*WHAT THE EXERCISE ASKS*
Word for word, retype the first line of the records and every following line through the one containing "circularly. It raises".
○ ○ ○ ○ ○
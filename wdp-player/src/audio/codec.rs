//! Codec adapter interface
//!
//! The codec owns the conversion hardware: an output peripheral driven by a
//! sample-rate timer that walks the transfer buffer circularly. It raises
//! one transfer-complete notification per half-buffer boundary and a
//! transfer-error notification on any fault, through the [`Notifier`]
//! registered when streaming starts.

use crate::audio::buffer::TransferBuffer;
use crate::audio::notify::Notifier;
use crate::error::Result;
use crate::wave::StreamFormat;
use std::sync::Arc;

pub trait Codec: Send + 'static {
    /// Prepare the output and its sample-rate timer for `format`
    fn configure(&mut self, format: StreamFormat) -> Result<()>;

    /// Begin continuous circular conversion of `buffer`.
    ///
    /// `length_in_samples` covers the whole buffer at the configured bit
    /// depth. `listener` receives notifications until [`Codec::stop`].
    fn start_streaming(
        &mut self,
        buffer: Arc<TransferBuffer>,
        length_in_samples: usize,
        listener: Arc<Notifier>,
    ) -> Result<()>;

    /// Halt conversion and the timer and drop the listener. Idempotent.
    fn stop(&mut self);
}

impl<C: Codec + ?Sized> Codec for Box<C> {
    fn configure(&mut self, format: StreamFormat) -> Result<()> {
        (**self).configure(format)
    }

    fn start_streaming(
        &mut self,
        buffer: Arc<TransferBuffer>,
        length_in_samples: usize,
        listener: Arc<Notifier>,
    ) -> Result<()> {
        (**self).start_streaming(buffer, length_in_samples, listener)
    }

    fn stop(&mut self) {
        (**self).stop()
    }
}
○ ○ ○ ○ ○
*RESPONSE BELOW*
filename wdp-player/src/audio/codec.rs
//! Codec adapter interface
//!
//! The codec owns the conversion hardware: an output peripheral driven by a
//! sample-rate timer that walks the transfer buffer circularly. It raises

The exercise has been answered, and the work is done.